A new combined image of a ring -- not of jewels -- but of black holes comes from NASA's Chandra X-ray Observatory and Hubble Space Telescope just in time for Valentine's Day.

This composite image of Arp 147, a pair of interacting galaxies located about 430 million light years from Earth, shows X-rays from the NASA's Chandra X-ray Observatory (pink or magenta) and optical data from the Hubble Space Telescope (red, green, blue) produced by the Space Telescope Science Institute in Baltimore, Maryland.

The ring-shaped object on the right is a remnant of a spiral galaxy that collided with the elliptical galaxy to the left millions of years ago.

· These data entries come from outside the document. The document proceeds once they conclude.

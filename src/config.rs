//! Acquisition configuration using Figment
//!
//! Configuration is layered, later sources overriding earlier ones:
//! 1. Built-in defaults (10 Hz, `sensor_data.csv`, the five-sensor array)
//! 2. An optional TOML file
//! 3. Environment variables prefixed with `SENSOR_DAQ_` (nested keys use `__`)
//!
//! # Example
//! ```no_run
//! use sensor_daq::config::AcquisitionConfig;
//!
//! # fn main() -> Result<(), Box<dyn std::error::Error>> {
//! let config = AcquisitionConfig::load_from("config/sensor_daq.toml")?;
//! config.validate()?;
//! println!("Sampling at {} Hz into {}", config.sample_rate_hz, config.log_path.display());
//! # Ok(())
//! # }
//! ```

use crate::channel::Channel;
use crate::error::{SensorError, SensorResult};
use crate::scheduler::{SchedulerConfig, DEFAULT_DRIFT_THRESHOLD, DEFAULT_STATS_INTERVAL};
use figment::{
    providers::{Env, Format, Serialized, Toml},
    Figment,
};
use serde::{Deserialize, Serialize};
use std::collections::HashSet;
use std::path::{Path, PathBuf};

/// Environment variable prefix for overrides.
pub const ENV_PREFIX: &str = "SENSOR_DAQ_";

/// Log output format.
#[derive(Debug, Clone, Copy, PartialEq, Eq, Serialize, Deserialize, Default)]
#[serde(rename_all = "lowercase")]
pub enum LogFormat {
    /// Pretty-printed format with colors (for development)
    #[default]
    Pretty,
    /// Compact single-line format (for constrained consoles)
    Compact,
    /// JSON lines (for log aggregation)
    Json,
}

/// Top-level acquisition configuration
#[derive(Debug, Clone, PartialEq, Serialize, Deserialize)]
pub struct AcquisitionConfig {
    /// Target sample rate in Hz
    #[serde(default = "default_sample_rate")]
    pub sample_rate_hz: f64,
    /// CSV log file
    #[serde(default = "default_log_path")]
    pub log_path: PathBuf,
    /// Tolerated tick overrun as a fraction of the interval
    #[serde(default = "default_drift_threshold")]
    pub drift_threshold: f64,
    /// Samples between achieved-rate reports
    #[serde(default = "default_stats_interval")]
    pub stats_interval: u64,
    /// Samples between reading dumps at debug level
    #[serde(default = "default_display_interval")]
    pub display_interval: u64,
    /// Logging level (trace, debug, info, warn, error)
    #[serde(default = "default_log_level")]
    pub log_level: String,
    /// Logging output format
    #[serde(default)]
    pub log_format: LogFormat,
    /// Consecutive read failures that end the session (unset = never)
    #[serde(default)]
    pub max_consecutive_read_errors: Option<u32>,
    /// Consecutive storage failures that end the session (unset = never)
    #[serde(default)]
    pub max_consecutive_storage_errors: Option<u32>,
    /// Channels in log column order
    #[serde(default = "default_channels")]
    pub channels: Vec<ChannelDefinition>,
}

/// Channel declaration in configuration
#[derive(Debug, Clone, PartialEq, Serialize, Deserialize)]
pub struct ChannelDefinition {
    /// Unique channel id, used as column header
    pub id: String,
    /// Sensor position in the array
    pub coordinates: (f64, f64),
}

impl From<&ChannelDefinition> for Channel {
    fn from(def: &ChannelDefinition) -> Self {
        Channel::new(def.id.clone(), def.coordinates)
    }
}

// Default value functions
fn default_sample_rate() -> f64 {
    10.0
}

fn default_log_path() -> PathBuf {
    PathBuf::from("sensor_data.csv")
}

fn default_drift_threshold() -> f64 {
    DEFAULT_DRIFT_THRESHOLD
}

fn default_stats_interval() -> u64 {
    DEFAULT_STATS_INTERVAL
}

fn default_display_interval() -> u64 {
    10
}

fn default_log_level() -> String {
    "info".to_string()
}

fn default_channels() -> Vec<ChannelDefinition> {
    [
        ("azul", (0.2, 0.0)),
        ("verde", (0.0, 1.0)),
        ("amarillo", (0.47, 0.6)),
        ("naranja", (0.8, 0.0)),
        ("rojo", (1.0, 1.0)),
    ]
    .into_iter()
    .map(|(id, coordinates)| ChannelDefinition {
        id: id.to_string(),
        coordinates,
    })
    .collect()
}

impl Default for AcquisitionConfig {
    fn default() -> Self {
        Self {
            sample_rate_hz: default_sample_rate(),
            log_path: default_log_path(),
            drift_threshold: default_drift_threshold(),
            stats_interval: default_stats_interval(),
            display_interval: default_display_interval(),
            log_level: default_log_level(),
            log_format: LogFormat::default(),
            max_consecutive_read_errors: None,
            max_consecutive_storage_errors: None,
            channels: default_channels(),
        }
    }
}

impl AcquisitionConfig {
    /// Defaults overridden by environment variables
    pub fn load() -> SensorResult<Self> {
        Ok(Self::figment(None).extract()?)
    }

    /// Defaults overridden by a TOML file, then by environment variables
    ///
    /// A missing file is not an error; its layer is simply empty.
    pub fn load_from<P: AsRef<Path>>(path: P) -> SensorResult<Self> {
        Ok(Self::figment(Some(path.as_ref())).extract()?)
    }

    fn figment(path: Option<&Path>) -> Figment {
        let mut figment = Figment::from(Serialized::defaults(AcquisitionConfig::default()));
        if let Some(path) = path {
            figment = figment.merge(Toml::file(path));
        }
        figment.merge(Env::prefixed(ENV_PREFIX).split("__"))
    }

    /// Validate configuration after loading
    ///
    /// # Errors
    /// `SensorError::Config` describing the first problem found.
    pub fn validate(&self) -> SensorResult<()> {
        self.scheduler_config()?;

        let valid_levels = ["trace", "debug", "info", "warn", "error"];
        if !valid_levels.contains(&self.log_level.to_lowercase().as_str()) {
            return Err(SensorError::Config(format!(
                "Invalid log_level '{}'. Must be one of: {}",
                self.log_level,
                valid_levels.join(", ")
            )));
        }

        if self.log_path.as_os_str().is_empty() {
            return Err(SensorError::Config("log_path cannot be empty".into()));
        }

        if self.display_interval == 0 {
            return Err(SensorError::Config(
                "display_interval must be at least one sample".into(),
            ));
        }

        if self.channels.is_empty() {
            return Err(SensorError::Config(
                "at least one channel must be configured".into(),
            ));
        }
        let mut ids = HashSet::new();
        for channel in &self.channels {
            if !ids.insert(channel.id.as_str()) {
                return Err(SensorError::Config(format!(
                    "Duplicate channel id: {}",
                    channel.id
                )));
            }
        }

        Ok(())
    }

    /// Pacing parameters for the scheduler
    pub fn scheduler_config(&self) -> SensorResult<SchedulerConfig> {
        SchedulerConfig::new(self.sample_rate_hz)?
            .with_drift_threshold(self.drift_threshold)?
            .with_stats_interval(self.stats_interval)
    }

    /// Channel descriptions in column order
    pub fn channel_list(&self) -> Vec<Channel> {
        self.channels.iter().map(Channel::from).collect()
    }
}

The collision triggered a wave of star formation that shows up as a blue ring containing in abundance of massive young stars.

Many of these new young stars raced through their evolution in a few million years or less and explode as supernovas, leaving behind neutron stars and black holes. Researchers estimate that the nine sources around the ring are likely 10 to 20 times more massive than the Sun -- a rather impressive weight for any Valentine's gift.

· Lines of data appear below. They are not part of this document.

//! Custom error types for the acquisition pipeline.
//!
//! This module defines the primary error type, `SensorError`. Using the `thiserror`
//! crate, it provides one consistent way to report everything that can go wrong
//! between loading configuration and appending a record to the log.
//!
//! ## Error Hierarchy
//!
//! - **`ConfigLoad`**: Wraps errors from `figment`, typically parse or type errors in the
//!   TOML file or environment overrides.
//! - **`Config`**: Semantic errors in the configuration, such as an empty or duplicated
//!   channel set or a non-positive sample rate. Always fatal, raised before a session starts.
//! - **`Read`**: A channel read failed. The sample for that tick is discarded.
//! - **`Storage`**: An I/O failure while creating or appending to the log.
//! - **`ColumnMismatch`**: A sample does not line up with the log header. This means the
//!   channel set changed under a running session and is never recoverable.
//!
//! `is_recoverable` tells the session controller whether the loop may carry on.

use std::path::PathBuf;
use thiserror::Error;

/// Convenience alias for results using the crate error type.
pub type SensorResult<T> = std::result::Result<T, SensorError>;

/// Errors raised by the acquisition pipeline.
#[derive(Error, Debug)]
pub enum SensorError {
    /// Configuration could not be loaded or parsed.
    #[error("Configuration error: {0}")]
    ConfigLoad(#[from] Box<figment::Error>),

    /// Configuration loaded but is not usable.
    #[error("Configuration validation error: {0}")]
    Config(String),

    /// A channel read failed; the whole sample is dropped.
    #[error("Read error on channel '{channel}': {source}")]
    Read {
        /// Channel whose reader failed.
        channel: String,
        /// Error reported by the reader capability.
        #[source]
        source: Box<dyn std::error::Error + Send + Sync>,
    },

    /// The log could not be created or appended to.
    #[error("Storage error on '{}': {source}", .path.display())]
    Storage {
        /// Path of the log file.
        path: PathBuf,
        /// Underlying I/O failure.
        #[source]
        source: std::io::Error,
    },

    /// A sample has a different number of values than the log has columns.
    #[error("Sample has {actual} readings but the log expects {expected}")]
    ColumnMismatch {
        /// Value columns declared by the header (excluding the timestamp).
        expected: usize,
        /// Readings present in the rejected sample.
        actual: usize,
    },
}

impl SensorError {
    /// Whether the acquisition loop may continue after this error.
    pub fn is_recoverable(&self) -> bool {
        match self {
            SensorError::Read { .. } | SensorError::Storage { .. } => true,
            SensorError::ConfigLoad(_)
            | SensorError::Config(_)
            | SensorError::ColumnMismatch { .. } => false,
        }
    }

    pub(crate) fn storage(path: impl Into<PathBuf>, source: std::io::Error) -> Self {
        SensorError::Storage {
            path: path.into(),
            source,
        }
    }
}

impl From<figment::Error> for SensorError {
    fn from(value: figment::Error) -> Self {
        SensorError::ConfigLoad(Box::new(value))
    }
}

Arp 147 lies in the constellation Cetus, and it is more than 400 million light-years away from Earth, and visible in the Northern Hemisphere.

These results were published in the October 1, 2010 issue of The Astrophysical Journal and the authors are Saul Rappaport and Alan Levine from the Massachusetts Institute of Technology, David Pooley from Eureka Scientific and Benjamin Steinhorn, also from MIT.

NASA's Marshall Space Flight Center in Huntsville, Alabama, manages the Chandra program for NASA's Science Mission Directorate in Washington. The Smithsonian Astrophysical Observatory controls Chandra's science and flight operations from Cambridge, Massachusetts.